//! Text wire format for vertex records
//!
//! One record per line: `id<TAB>rank[<TAB>link1,link2,...]`.
//! In seed input a two-field line is `id<TAB>title`: the title is dropped and
//! the vertex starts at the initial rank with no out-links.

use linkrank_engine::{DecodeError, GraphNode};

/// Where a line comes from, which decides how a two-field line reads
#[derive(Debug, Clone, Copy, PartialEq, Eq)]
pub enum LineContext {
    /// Input of round 1, before any round ran
    Seed,
    /// Output of a previous round
    Round,
}

/// Parse one line; blank lines yield `Ok(None)`
pub fn parse_line(line: &str, context: LineContext) -> Result<Option<GraphNode>, DecodeError> {
    let line = line.trim();
    if line.is_empty() {
        return Ok(None);
    }

    let parts: Vec<&str> = line.split('\t').collect();
    if parts.len() < 2 {
        return Err(DecodeError::MissingFields {
            expected: 2,
            found: parts.len(),
        });
    }

    let id = parts[0].trim();
    if id.is_empty() {
        return Err(DecodeError::EmptyId);
    }

    if parts.len() == 2 && context == LineContext::Seed {
        return Ok(Some(GraphNode::seed(id, Vec::new())));
    }

    let raw_rank = parts[1].trim();
    let rank: f64 = raw_rank
        .parse()
        .map_err(|_| DecodeError::InvalidRank(raw_rank.to_string()))?;
    if !rank.is_finite() {
        return Err(DecodeError::InvalidRank(raw_rank.to_string()));
    }

    let out_links = parts
        .get(2)
        .map(|field| parse_links(field))
        .unwrap_or_default();

    Ok(Some(GraphNode::new(id, rank, out_links)))
}

fn parse_links(field: &str) -> Vec<String> {
    field
        .split(',')
        .map(str::trim)
        .filter(|link| !link.is_empty())
        .map(str::to_string)
        .collect()
}

/// Render a vertex as one line (no trailing newline)
pub fn format_line(node: &GraphNode) -> String {
    node.to_string()
}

---

> [WORK REQUIRED]
Take the listing from its first line to the line containing "let raw_rank = parts[1].trim();". Reproduce those lines exactly and nothing else.

> [FINISHED EXERCISE]
//! Text wire format for vertex records
//!
//! One record per line: `id<TAB>rank[<TAB>link1,link2,...]`.
//! In seed input a two-field line is `id<TAB>title`: the title is dropped and
//! the vertex starts at the initial rank with no out-links.

use linkrank_engine::{DecodeError, GraphNode};

/// Where a line comes from, which decides how a two-field line reads
#[derive(Debug, Clone, Copy, PartialEq, Eq)]
pub enum LineContext {
    /// Input of round 1, before any round ran
    Seed,
    /// Output of a previous round
    Round,
}

/// Parse one line; blank lines yield `Ok(None)`
pub fn parse_line(line: &str, context: LineContext) -> Result<Option<GraphNode>, DecodeError> {
    let line = line.trim();
    if line.is_empty() {
        return Ok(None);
    }

    let parts: Vec<&str> = line.split('\t').collect();
    if parts.len() < 2 {
        return Err(DecodeError::MissingFields {
            expected: 2,
            found: parts.len(),
        });
    }

    let id = parts[0].trim();
    if id.is_empty() {
        return Err(DecodeError::EmptyId);
    }

    if parts.len() == 2 && context == LineContext::Seed {
        return Ok(Some(GraphNode::seed(id, Vec::new())));
    }

    let raw_rank = parts[1].trim();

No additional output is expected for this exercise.